A convicted killer who acted as a getaway driver in a murder that sparked a 10-year gangland feud in Limerick 23 years ago has been jailed for five years after "accidentally" firing a shotgun that injured his friend.
Paul Coffey, who has 100 previous convictions, pleaded guilty last March to the reckless discharge of a firearm and to possession of a firearm in circumstances suggesting he did not have it for a lawful purpose.
At the Central Criminal Court on Tuesday, Mr Justice Paul Burns sentenced Coffey to six years in prison with the final 12 months suspended for three years in respect of the possession charge. The judge sentenced Coffey to three years for the reckless discharge offence, to run concurrently.
On his release from prison, Coffey will be required to work with the probation services and to keep the peace.
The judge had set the headline sentence at nine years, but reduced that having considered mitigating factors including Coffey's guilty plea. The judge also noted that at the time of the offence Coffey was homeless and using crack cocaine and heroin, but is now drug-free in prison.
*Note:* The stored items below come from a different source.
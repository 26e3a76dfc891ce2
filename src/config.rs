use std::str::FromStr;

use tracing::warn;

/// 逐个保存图片的最大间隔（毫秒）
pub const MAX_DOWNLOAD_INTERVAL_MS: u64 = 60_000;

/// 导出方式
#[derive(Clone, Copy, Debug, PartialEq, Eq)]
pub enum ExportMode {
    /// 只导出 PDF
    Pdf,
    /// 只导出单张图片
    Files,
    /// 两者都导出
    Both,
    /// 不导出
    None,
}

impl ExportMode {
    pub fn wants_document(self) -> bool {
        matches!(self, ExportMode::Pdf | ExportMode::Both)
    }

    pub fn wants_files(self) -> bool {
        matches!(self, ExportMode::Files | ExportMode::Both)
    }
}

impl FromStr for ExportMode {
    type Err = String;

    fn from_str(s: &str) -> Result<Self, Self::Err> {
        match s.trim().to_ascii_lowercase().as_str() {
            "pdf" => Ok(ExportMode::Pdf),
            "files" | "images" => Ok(ExportMode::Files),
            "both" | "all" => Ok(ExportMode::Both),
            "none" => Ok(ExportMode::None),
            other => Err(format!("未知的导出方式: {}", other)),
        }
    }
}

/// 程序配置
#[derive(Clone, Debug)]
pub struct Config {
    // --- 图片生成服务配置 ---
    pub image_api_key: String,
    pub image_api_base_url: String,
    pub image_model_name: String,
    /// 固定宽高比
    pub image_aspect_ratio: String,
    /// 固定输出格式
    pub image_output_mime_type: String,
    // --- 涂色书请求 ---
    pub book_theme: String,
    /// 保持原始输入，校验在 BookRequest 中完成
    pub book_page_count: i64,
    // --- 导出配置 ---
    pub export_mode: ExportMode,
    /// 导出文件目录
    pub output_dir: String,
    /// PDF 页面四周统一边距（毫米）
    pub pdf_margin_mm: f32,
    /// 逐个保存图片时每个文件之间的间隔（毫秒）
    pub download_interval_ms: u64,
    /// 是否显示详细日志
    pub verbose_logging: bool,
    /// 输出日志文件
    pub output_log_file: String,
}

impl Default for Config {
    fn default() -> Self {
        Self {
            image_api_key: String::new(),
            image_api_base_url: "https://generativelanguage.googleapis.com/v1beta".to_string(),
            image_model_name: "imagen-4.0-generate-001".to_string(),
            image_aspect_ratio: "3:4".to_string(),
            image_output_mime_type: "image/jpeg".to_string(),
            book_theme: "Dinosaurs".to_string(),
            book_page_count: 5,
            export_mode: ExportMode::Both,
            output_dir: "output_books".to_string(),
            pdf_margin_mm: 10.0,
            download_interval_ms: 300,
            verbose_logging: false,
            output_log_file: "output.txt".to_string(),
        }
    }
}

impl Config {
    pub fn from_env() -> Self {
        let default = Self::default();
        Self {
            image_api_key: std::env::var("IMAGE_API_KEY")
                .or_else(|_| std::env::var("GEMINI_API_KEY"))
                .unwrap_or(default.image_api_key),
            image_api_base_url: std::env::var("IMAGE_API_BASE_URL").unwrap_or(default.image_api_base_url),
            image_model_name: std::env::var("IMAGE_MODEL_NAME").unwrap_or(default.image_model_name),
            image_aspect_ratio: std::env::var("IMAGE_ASPECT_RATIO").unwrap_or(default.image_aspect_ratio),
            image_output_mime_type: std::env::var("IMAGE_OUTPUT_MIME_TYPE").unwrap_or(default.image_output_mime_type),
            book_theme: std::env::var("BOOK_THEME").unwrap_or(default.book_theme),
            book_page_count: std::env::var("BOOK_PAGE_COUNT").ok().and_then(|v| v.trim().parse().ok()).unwrap_or(default.book_page_count),
            export_mode: std::env::var("EXPORT_MODE").ok().and_then(|v| v.parse().ok()).unwrap_or(default.export_mode),
            output_dir: std::env::var("OUTPUT_DIR").unwrap_or(default.output_dir),
            pdf_margin_mm: std::env::var("PDF_MARGIN_MM").ok().and_then(|v| v.parse().ok()).unwrap_or(default.pdf_margin_mm),
            download_interval_ms: std::env::var("DOWNLOAD_INTERVAL_MS").ok().and_then(|v| v.trim().parse().ok()).map(bounded_interval_ms).unwrap_or(default.download_interval_ms),
            verbose_logging: std::env::var("VERBOSE_LOGGING").ok().and_then(|v| v.parse().ok()).unwrap_or(default.verbose_logging),
            output_log_file: std::env::var("OUTPUT_LOG_FILE").unwrap_or(default.output_log_file),
        }
    }
}

/// 限制保存间隔不超过上限
fn bounded_interval_ms(value: u64) -> u64 {
    if value > MAX_DOWNLOAD_INTERVAL_MS {
        warn!(
            "DOWNLOAD_INTERVAL_MS={} 超过上限，使用 {}",
            value, MAX_DOWNLOAD_INTERVAL_MS
        );
        MAX_DOWNLOAD_INTERVAL_MS
    } else {
        value
    }
}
Coffey's counsel had asked the court to suspend part of any sentence to incentivise Coffey's continued rehabilitation. His sentence will be backdated to August 2021, when he first went into custody.
Coffey (46), of Lord Edward St, Limerick City, was initially charged with attempting to murder Alan Murphy at Long Pavement, Watch House Cross, Limerick on June 11th, 2020.
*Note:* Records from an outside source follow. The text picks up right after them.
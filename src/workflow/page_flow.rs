//! 页面生成流程 - 流程层
//!
//! 核心职责：定义"一本涂色书"的生成顺序，产出一个惰性的页面序列
//!
//! 流程顺序：
//! 1. 封面（1 张）
//! 2. 内页批次（每批最多 4 张，严格按顺序逐批请求）
//!
//! 序列是有限的、只能消费一次。任何一步失败都会产出一个错误并结束序列，
//! 之后的批次不会再发起请求。本模块不持有任何展示状态，渲染由订阅方负责。

use std::collections::VecDeque;

use futures::stream::{self, Stream};
use tracing::{info, warn};

use crate::error::{AppError, AppResult, FailedStage};
use crate::models::{BookRequest, GeneratedPage};
use crate::services::{cover_prompt, page_prompt, ImageGenerator, ImageRequest};
use crate::utils::logging;
use crate::workflow::batch_plan::{plan_batches, BatchSpec};

#[derive(Debug, Clone, Copy)]
enum Step {
    Cover,
    Batch(BatchSpec),
}

struct PageSequence<'a, G: ?Sized> {
    generator: &'a G,
    theme: &'a str,
    total_pages: usize,
    total_batches: usize,
    steps: VecDeque<Step>,
    ready: VecDeque<GeneratedPage>,
    finished: bool,
}

impl<'a, G: ImageGenerator + ?Sized> PageSequence<'a, G> {
    async fn run_step(&self, step: Step) -> AppResult<Vec<GeneratedPage>> {
        match step {
            Step::Cover => self.generate_cover().await,
            Step::Batch(batch) => self.generate_batch(batch).await,
        }
    }

    async fn generate_cover(&self) -> AppResult<Vec<GeneratedPage>> {
        info!("[涂色书 {}] 🎨 正在生成封面...", self.theme);

        let request = ImageRequest::new(cover_prompt(self.theme), 1);
        let mut images = self.generator.generate_images(&request).await?;

        if images.is_empty() {
            warn!("[涂色书 {}] ⚠️ 封面请求没有返回图片", self.theme);
            return Err(AppError::generation_failed(FailedStage::Cover));
        }
        if images.len() > 1 {
            warn!(
                "[涂色书 {}] 封面请求返回了 {} 张，只保留第一张",
                self.theme,
                images.len()
            );
        }

        info!("[涂色书 {}] ✓ 封面生成成功", self.theme);
        Ok(vec![GeneratedPage::cover(images.swap_remove(0))])
    }

    async fn generate_batch(&self, batch: BatchSpec) -> AppResult<Vec<GeneratedPage>> {
        let (first, last) = batch.page_range();
        logging::log_batch_start(
            batch.number,
            self.total_batches,
            first,
            last,
            self.total_pages - 1,
        );

        let request = ImageRequest::new(page_prompt(self.theme), batch.size);
        let mut images = self.generator.generate_images(&request).await?;

        // 数量不足会导致页码不连续，整批视为失败
        if images.len() < batch.size {
            warn!(
                "[涂色书 {}] ⚠️ {} 只收到 {}/{} 张",
                self.theme,
                batch,
                images.len(),
                batch.size
            );
            return Err(AppError::generation_failed(FailedStage::Batch {
                start: batch.start,
            }));
        }
        if images.len() > batch.size {
            warn!(
                "[涂色书 {}] {} 多返回了 {} 张，已丢弃",
                self.theme,
                batch,
                images.len() - batch.size
            );
            images.truncate(batch.size);
        }

        logging::log_batch_complete(batch.number, images.len(), batch.size);

        Ok(images
            .into_iter()
            .enumerate()
            .map(|(local_index, image)| GeneratedPage::interior(batch.page_index(local_index), image))
            .collect())
    }
}

/// 生成一本涂色书的页面序列
///
/// # 参数
/// - `generator`: 图片生成能力
/// - `request`: 已校验的请求
///
/// # 返回
/// 按页码顺序产出页面的异步序列；遇到第一个错误后结束
pub fn generate_pages<'a, G>(
    generator: &'a G,
    request: &'a BookRequest,
) -> impl Stream<Item = AppResult<GeneratedPage>> + 'a
where
    G: ImageGenerator + ?Sized,
{
    let batches = plan_batches(request.pages_to_generate());
    logging::log_batch_plan(request.pages_to_generate(), batches.len());

    let mut steps = VecDeque::with_capacity(batches.len() + 1);
    steps.push_back(Step::Cover);
    steps.extend(batches.iter().copied().map(Step::Batch));

    let sequence = PageSequence {
        generator,
        theme: request.theme(),
        total_pages: request.page_count(),
        total_batches: batches.len(),
        steps,
        ready: VecDeque::new(),
        finished: false,
    };

    stream::unfold(sequence, |mut sequence| async move {
        loop {
            if let Some(page) = sequence.ready.pop_front() {
                return Some((Ok(page), sequence));
            }
            if sequence.finished {
                return None;
            }
            let step = sequence.steps.pop_front()?;
            match sequence.run_step(step).await {
                Ok(pages) => sequence.ready.extend(pages),
                Err(e) => {
                    sequence.finished = true;
                    return Some((Err(e), sequence));
                }
            }
        }
    })
}

#[cfg(test)]
mod tests {
    use super::*;
    use crate::models::GeneratedImage;
    use async_trait::async_trait;
    use futures::StreamExt;
    use parking_lot::Mutex;

    /// 按调用顺序返回预设数量的图片
    struct ScriptedGenerator {
        responses: Mutex<VecDeque<usize>>,
        calls: Mutex<Vec<usize>>,
    }

    impl ScriptedGenerator {
        fn new(responses: &[usize]) -> Self {
            Self {
                responses: Mutex::new(responses.iter().copied().collect()),
                calls: Mutex::new(Vec::new()),
            }
        }
    }

    #[async_trait]
    impl ImageGenerator for ScriptedGenerator {
        async fn generate_images(&self, request: &ImageRequest) -> AppResult<Vec<GeneratedImage>> {
            let call = self.calls.lock().len() as u8;
            self.calls.lock().push(request.number_of_images);
            let count = self.responses.lock().pop_front().unwrap_or(0);
            Ok((0..count)
                .map(|i| GeneratedImage::new(vec![call, i as u8]))
                .collect())
        }
    }

    #[tokio::test]
    async fn test_sequence_is_lazy() {
        let generator = ScriptedGenerator::new(&[1, 4]);
        let request = BookRequest::new("Dinosaurs", 5).unwrap();

        let stream = generate_pages(&generator, &request);
        assert!(generator.calls.lock().is_empty());

        let pages: Vec<_> = stream.collect().await;
        assert_eq!(pages.len(), 5);
        assert_eq!(*generator.calls.lock(), vec![1, 4]);
    }

    #[tokio::test]
    async fn test_pages_keep_service_order_within_batch() {
        let generator = ScriptedGenerator::new(&[1, 4]);
        let request = BookRequest::new("Dinosaurs", 5).unwrap();

        let pages: Vec<GeneratedPage> = generate_pages(&generator, &request)
            .map(|item| item.unwrap())
            .collect()
            .await;

        assert!(pages[0].is_cover);
        for (local, page) in pages[1..].iter().enumerate() {
            assert_eq!(page.index, local + 1);
            assert_eq!(page.image.bytes, vec![1, local as u8]);
            assert!(!page.is_cover);
        }
    }

    #[tokio::test]
    async fn test_short_batch_fails_and_ends_sequence() {
        let generator = ScriptedGenerator::new(&[1, 3, 4]);
        let request = BookRequest::new("Space", 9).unwrap();

        let items: Vec<_> = generate_pages(&generator, &request).collect().await;

        assert_eq!(items.len(), 2);
        assert!(items[0].is_ok());
        assert!(matches!(
            items[1],
            Err(AppError::GenerationFailed {
                stage: FailedStage::Batch { start: 0 }
            })
        ));
        assert_eq!(*generator.calls.lock(), vec![1, 4]);
    }

    #[tokio::test]
    async fn test_extra_images_are_dropped() {
        let generator = ScriptedGenerator::new(&[2, 4]);
        let request = BookRequest::new("Space", 3).unwrap();

        let pages: Vec<_> = generate_pages(&generator, &request).collect().await;

        assert_eq!(pages.len(), 3);
        assert_eq!(*generator.calls.lock(), vec![1, 2]);
    }
}
pub mod batch_plan;
pub mod page_flow;

pub use batch_plan::{plan_batches, BatchSpec};
pub use page_flow::generate_pages;
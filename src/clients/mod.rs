pub mod imagen_client;

pub use imagen_client::ImagenClient;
The Director of Public Prosecutions (DPP) later agreed to drop the attempted murder charge and accepted a guilty plea to discharging a firearm, being reckless as to whether any person would be injured, at Long Pavement on June 11th, 2020.
Coffey also pleaded guilty to possession of a firearm in such circumstances as to give rise to a reasonable inference that he did not have it in his possession for a lawful purpose on the same occasion.
At a sentencing hearing last month Sgt Dave Barry told the court that Coffey was linked to the shooting by CCTV footage and firearms residue evidence.
Following the shooting, Mr Murphy was able to drive into Limerick City, where he stopped passersby who then alerted the emergency services. Mr Murphy was treated at University Hospital Limerick for superficial injuries to his abdomen.
Gardaí arrested Coffey and interviewed him 17 times. In interview, Coffey said he was a friend of Mr Murphy's and denied any involvement. In his final interview, gardaí asked him to account for his presence at the scene of the shooting, but he remained silent.
Sgt Barry said Coffey's 100 previous convictions included offences for the misuse of drugs and for road traffic offences.
His most serious offence was from 2003, when he was convicted of manslaughter for the killing of Eddie Ryan Snr who was shot dead while having a drink with his son in the Moose Bar in Limerick in 2000.
Coffey was the getaway driver, the sergeant said, and after the shooting, dropped the two gunmen to a house and burnt out the car in a deserted laneway.
He was sentenced to 15 years with the final seven years suspended for that offence.
Sgt Barry agreed the killing was a "gangland related murder" and is regarded as having begun a feud between rival families in Limerick which lasted 10 years.
The sergeant agreed with Michael Bowman SC, for the defence, that Coffey told gardaí that on the day of the shooting, Mr Murphy was facilitating Coffey by driving him to different locations to buy drugs.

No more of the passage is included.